Vu la procédure suivante :
Procédure contentieuse antérieure :
Mme B...F...épouse E...et M. A...E...ont demandé au tribunal administratif de Lille d'annuler les arrêtés du 21 juin 2018 du préfet du Nord refusant de leur délivrer un titre de séjour, leur faisant obligation de quitter le territoire français dans un délai de trente jours et fixant le pays à destination duquel ils pourraient être reconduits d'office.
Par deux jugements n° 1805828 et 1805810 du 9 août 2018, le magistrat désigné par le président du tribunal administratif de Lille a rejeté leurs demandes.

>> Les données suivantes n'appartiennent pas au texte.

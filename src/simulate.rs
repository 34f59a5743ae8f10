//! Device noise simulator
//!
//! Given the ground-truth profile, this module produces one device's observed
//! stream: a persistent per-device bias, mean-reverting autocorrelated noise,
//! random sensor gaps, and duplicate-timestamp records. All randomness flows
//! through an explicit seeded [`ChaCha8Rng`] owned by the run, so a fixed
//! seed reproduces byte-identical streams regardless of call order.

use crate::error::CompareError;
use crate::profile::{HrProfile, ProfileConfig, ProfilePoint};
use crate::types::{RawStream, Sample};
use chrono::{DateTime, Duration, TimeZone, Utc};
use rand::{Rng, SeedableRng};
use rand_chacha::ChaCha8Rng;
use rand_distr::{Distribution, Normal, Uniform};
use serde::{Deserialize, Serialize};

/// Per-device simulation parameters
#[derive(Debug, Clone, PartialEq, Serialize, Deserialize)]
pub struct DeviceConfig {
    /// Persistent calibration bias is drawn uniformly from this range (bpm)
    pub bias_range: (f64, f64),
    /// Mean-reversion rate of the noise process (1/s)
    pub noise_reversion_rate: f64,
    /// Noise volatility (bpm/√s)
    pub noise_volatility: f64,
    /// Per-tick probability of a dropped reading
    pub gap_probability: f64,
    /// Per-tick probability of a duplicate-timestamp record
    pub duplicate_probability: f64,
    /// Physiological clamp bounds (bpm)
    pub hr_floor: f64,
    pub hr_ceiling: f64,
}

impl Default for DeviceConfig {
    fn default() -> Self {
        Self {
            bias_range: (-10.0, 10.0),
            noise_reversion_rate: 0.3,
            noise_volatility: 2.0,
            gap_probability: 0.03,
            duplicate_probability: 0.1,
            hr_floor: 40.0,
            hr_ceiling: 220.0,
        }
    }
}

impl DeviceConfig {
    pub fn validate(&self) -> Result<(), CompareError> {
        for (name, p) in [
            ("gap_probability", self.gap_probability),
            ("duplicate_probability", self.duplicate_probability),
        ] {
            if !(0.0..=1.0).contains(&p) {
                return Err(CompareError::InvalidConfig(format!(
                    "{} must be within [0, 1], got {}",
                    name, p
                )));
            }
        }
        if self.bias_range.0 > self.bias_range.1 {
            return Err(CompareError::InvalidConfig(format!(
                "bias_range low {} exceeds high {}",
                self.bias_range.0, self.bias_range.1
            )));
        }
        if self.hr_floor >= self.hr_ceiling {
            return Err(CompareError::InvalidConfig(format!(
                "hr_floor {} must be below hr_ceiling {}",
                self.hr_floor, self.hr_ceiling
            )));
        }
        if self.noise_reversion_rate < 0.0 || self.noise_volatility < 0.0 {
            return Err(CompareError::InvalidConfig(
                "noise_reversion_rate and noise_volatility must be non-negative".to_string(),
            ));
        }
        Ok(())
    }
}

/// Mean-reverting noise state, stepped once per tick.
///
/// `state ← state + reversion·(0 − state)·dt + volatility·√dt·z`, z ~ N(0,1).
/// Tick-to-tick correlation is the point: independent white noise understates
/// how real sensors drift within a local window.
#[derive(Debug, Clone)]
struct NoiseProcess {
    state: f64,
    reversion_rate: f64,
    volatility: f64,
    sqrt_dt: f64,
    dt: f64,
}

impl NoiseProcess {
    fn new(reversion_rate: f64, volatility: f64, dt: f64) -> Self {
        Self {
            state: 0.0,
            reversion_rate,
            volatility,
            sqrt_dt: dt.sqrt(),
            dt,
        }
    }

    fn step(&mut self, rng: &mut ChaCha8Rng, normal: &Normal<f64>) -> f64 {
        let z = normal.sample(rng);
        self.state += self.reversion_rate * (0.0 - self.state) * self.dt
            + self.volatility * self.sqrt_dt * z;
        self.state
    }
}

/// Simulate one device observing the ground-truth profile.
///
/// The RNG stream and the noise state are exclusively owned by this run;
/// two devices are simulated with independent seeds.
pub fn simulate_device(
    profile: &[ProfilePoint],
    device: &str,
    start_time: DateTime<Utc>,
    sample_interval_secs: f64,
    config: &DeviceConfig,
    seed: u64,
) -> Result<RawStream, CompareError> {
    config.validate()?;

    let mut rng = ChaCha8Rng::seed_from_u64(seed);
    let normal = Normal::new(0.0, 1.0)
        .map_err(|e| CompareError::InvalidConfig(format!("normal distribution: {}", e)))?;
    let bias = if config.bias_range.0 == config.bias_range.1 {
        config.bias_range.0
    } else {
        Uniform::new(config.bias_range.0, config.bias_range.1).sample(&mut rng)
    };
    let mut noise = NoiseProcess::new(
        config.noise_reversion_rate,
        config.noise_volatility,
        sample_interval_secs,
    );

    let mut stream = RawStream::new(device);
    for point in profile {
        let timestamp = start_time
            + Duration::microseconds((point.elapsed_secs * 1_000_000.0).round() as i64);

        if rng.gen::<f64>() < config.gap_probability {
            stream.samples.push(Sample::gap(timestamp));
            continue;
        }

        let observed = (point.hr + bias + noise.step(&mut rng, &normal))
            .clamp(config.hr_floor, config.hr_ceiling);
        stream.samples.push(Sample::new(timestamp, observed));

        if rng.gen::<f64>() < config.duplicate_probability {
            // Same exact timestamp: the reconciler joins on exact equality,
            // so the rounding collision must share the key
            let perturbed =
                (observed + normal.sample(&mut rng)).clamp(config.hr_floor, config.hr_ceiling);
            stream.samples.push(Sample::new(timestamp, perturbed));
        }
    }

    Ok(stream)
}

/// Full configuration for one synthetic run producing a device pair
#[derive(Debug, Clone, PartialEq, Serialize, Deserialize)]
pub struct SimulationConfig {
    pub profile: ProfileConfig,
    pub device_a: DeviceConfig,
    pub device_b: DeviceConfig,
    pub device_a_name: String,
    pub device_b_name: String,
    /// Workout start; fixed by default so a fixed seed reproduces the run
    pub start_time: DateTime<Utc>,
    /// Run seed; `None` draws fresh entropy at generation time
    pub seed: Option<u64>,
}

/// Default seed used when reproducibility is requested without a seed
pub const DEFAULT_SEED: u64 = 42;

impl Default for SimulationConfig {
    fn default() -> Self {
        Self {
            profile: ProfileConfig::default(),
            device_a: DeviceConfig::default(),
            device_b: DeviceConfig::default(),
            device_a_name: "device1".to_string(),
            device_b_name: "device2".to_string(),
            start_time: Utc.with_ymd_and_hms(2024, 1, 15, 6, 0, 0).unwrap(),
            seed: Some(DEFAULT_SEED),
        }
    }
}

impl SimulationConfig {
    /// Resolve the run seed: explicit seed, or fresh entropy
    pub fn resolve_seed(&self) -> u64 {
        self.seed.unwrap_or_else(|| rand::rngs::OsRng.gen())
    }
}

/// Derive a per-device seed from the run seed.
///
/// Splitmix-style mixing so the two device streams are statistically
/// independent while one run seed reproduces both.
pub fn device_seed(run_seed: u64, device_index: u64) -> u64 {
    let mut z = run_seed
        .wrapping_add(device_index.wrapping_add(1).wrapping_mul(0x9e37_79b9_7f4a_7c15));
    z = (z ^ (z >> 30)).wrapping_mul(0xbf58_476d_1ce4_e5b9);
    z = (z ^ (z >> 27)).wrapping_mul(0x94d0_49bb_1331_11eb);
    z ^ (z >> 31)
}

/// Generate the synthetic device pair for one run.
///
/// Both devices observe the same ground-truth profile but carry independent
/// biases, noise states, and RNG streams.
pub fn generate_pair(config: &SimulationConfig) -> Result<(RawStream, RawStream), CompareError> {
    let profile: Vec<ProfilePoint> = HrProfile::generate(&config.profile)?.collect();
    let run_seed = config.resolve_seed();
    let interval = config.profile.sample_interval_secs;

    let a = simulate_device(
        &profile,
        &config.device_a_name,
        config.start_time,
        interval,
        &config.device_a,
        device_seed(run_seed, 0),
    )?;
    let b = simulate_device(
        &profile,
        &config.device_b_name,
        config.start_time,
        interval,
        &config.device_b,
        device_seed(run_seed, 1),
    )?;

    Ok((a, b))
}

#[cfg(test)]
mod tests {
    use super::*;
    use crate::reconcile::Reconciler;

    fn quiet_device() -> DeviceConfig {
        DeviceConfig {
            bias_range: (0.0, 0.0),
            noise_volatility: 0.0,
            gap_probability: 0.0,
            duplicate_probability: 0.0,
            ..DeviceConfig::default()
        }
    }

    fn short_profile() -> ProfileConfig {
        ProfileConfig {
            warmup_secs: 30.0,
            exercise_secs: 60.0,
            cooldown_secs: 30.0,
            resting_hr: 60.0,
            exercise_hr: 150.0,
            sample_interval_secs: 1.0,
        }
    }

    #[test]
    fn test_same_seed_reproduces_streams() {
        let config = SimulationConfig {
            profile: short_profile(),
            seed: Some(7),
            ..SimulationConfig::default()
        };

        let (a1, b1) = generate_pair(&config).unwrap();
        let (a2, b2) = generate_pair(&config).unwrap();

        assert_eq!(a1, a2);
        assert_eq!(b1, b2);
    }

    #[test]
    fn test_different_seeds_diverge() {
        let base = SimulationConfig {
            profile: short_profile(),
            ..SimulationConfig::default()
        };
        let other = SimulationConfig {
            seed: Some(DEFAULT_SEED + 1),
            ..base.clone()
        };

        let (a1, _) = generate_pair(&base).unwrap();
        let (a2, _) = generate_pair(&other).unwrap();
        assert_ne!(a1, a2);
    }

    #[test]
    fn test_devices_have_independent_streams() {
        let config = SimulationConfig {
            profile: short_profile(),
            ..SimulationConfig::default()
        };
        let (a, b) = generate_pair(&config).unwrap();
        assert_ne!(a.samples, b.samples);
    }

    #[test]
    fn test_gap_samples_have_absent_heart_rate() {
        let config = DeviceConfig {
            gap_probability: 1.0,
            duplicate_probability: 0.0,
            ..DeviceConfig::default()
        };
        let profile: Vec<_> = HrProfile::generate(&short_profile()).unwrap().collect();
        let stream = simulate_device(
            &profile,
            "gappy",
            Utc.with_ymd_and_hms(2024, 1, 15, 6, 0, 0).unwrap(),
            1.0,
            &config,
            3,
        )
        .unwrap();

        assert_eq!(stream.len(), profile.len());
        assert!(stream.samples.iter().all(|s| s.heart_rate.is_none()));
        // All gaps: nothing survives deduplication
        assert!(Reconciler::deduplicate(&stream).unwrap().is_empty());
    }

    #[test]
    fn test_duplicates_share_exact_timestamp() {
        let config = DeviceConfig {
            gap_probability: 0.0,
            duplicate_probability: 1.0,
            ..DeviceConfig::default()
        };
        let profile: Vec<_> = HrProfile::generate(&short_profile()).unwrap().collect();
        let stream = simulate_device(
            &profile,
            "dupey",
            Utc.with_ymd_and_hms(2024, 1, 15, 6, 0, 0).unwrap(),
            1.0,
            &config,
            3,
        )
        .unwrap();

        assert_eq!(stream.len(), profile.len() * 2);
        for pair in stream.samples.chunks(2) {
            assert_eq!(pair[0].timestamp, pair[1].timestamp);
            assert!(pair[0].heart_rate.is_some() && pair[1].heart_rate.is_some());
        }
        // Dedup collapses each pair back to one entry
        let dedup = Reconciler::deduplicate(&stream).unwrap();
        assert_eq!(dedup.len(), profile.len());
    }

    #[test]
    fn test_emitted_values_clamped() {
        let config = DeviceConfig {
            bias_range: (500.0, 500.0),
            gap_probability: 0.0,
            duplicate_probability: 0.5,
            ..DeviceConfig::default()
        };
        let profile: Vec<_> = HrProfile::generate(&short_profile()).unwrap().collect();
        let stream = simulate_device(
            &profile,
            "hot",
            Utc.with_ymd_and_hms(2024, 1, 15, 6, 0, 0).unwrap(),
            1.0,
            &config,
            9,
        )
        .unwrap();

        for sample in &stream.samples {
            let hr = sample.heart_rate.unwrap();
            assert!(hr >= config.hr_floor && hr <= config.hr_ceiling);
        }
    }

    #[test]
    fn test_quiet_devices_match_ground_truth_with_bias_zero() {
        let config = SimulationConfig {
            profile: short_profile(),
            device_a: quiet_device(),
            device_b: quiet_device(),
            ..SimulationConfig::default()
        };

        let (a, b) = generate_pair(&config).unwrap();
        assert_eq!(a.samples.len(), b.samples.len());
        for (sa, sb) in a.samples.iter().zip(&b.samples) {
            assert_eq!(sa.timestamp, sb.timestamp);
            assert_eq!(sa.heart_rate, sb.heart_rate);
        }
    }

    #[test]
    fn test_invalid_probability_rejected() {
        let config = DeviceConfig {
            gap_probability: 1.5,
            ..DeviceConfig::default()
        };
        assert!(config.validate().is_err());
    }

    #[test]
    fn test_inverted_bias_range_rejected() {
        let config = DeviceConfig {
            bias_range: (5.0, -5.0),
            ..DeviceConfig::default()
        };
        assert!(config.validate().is_err());
    }
}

Procédure devant la cour :
I. Par une requête, enregistrée le 21 janvier 2019, sous le n° 19DA00173, Mme F... épouseE..., représentée par Me D...C..., demande à la cour :
1°) d'annuler ce jugement ;
2°) d'annuler l'arrêté du 21 juin 2018 du préfet du Nord ;
3°) d'enjoindre au préfet du Nord de lui délivrer un titre de séjour portant la mention " vie privée et familiale " dans un délai d'un mois à compter de l'arrêt à intervenir sous astreinte de 150 euros par jour de retard ou, à défaut, de procéder au réexamen de sa situation et dans l'attente de lui délivrer une autorisation provisoire de séjour dans un délai de quinze jours, sous la même astreinte ;
4°) de mettre à la charge de l'Etat la somme de 1 500 euros à verser à son avocat sur le fondement des dispositions combinées de l'article L. 761-1 du code de justice administrative et de l'article 37 de la loi du 10 juillet 1991.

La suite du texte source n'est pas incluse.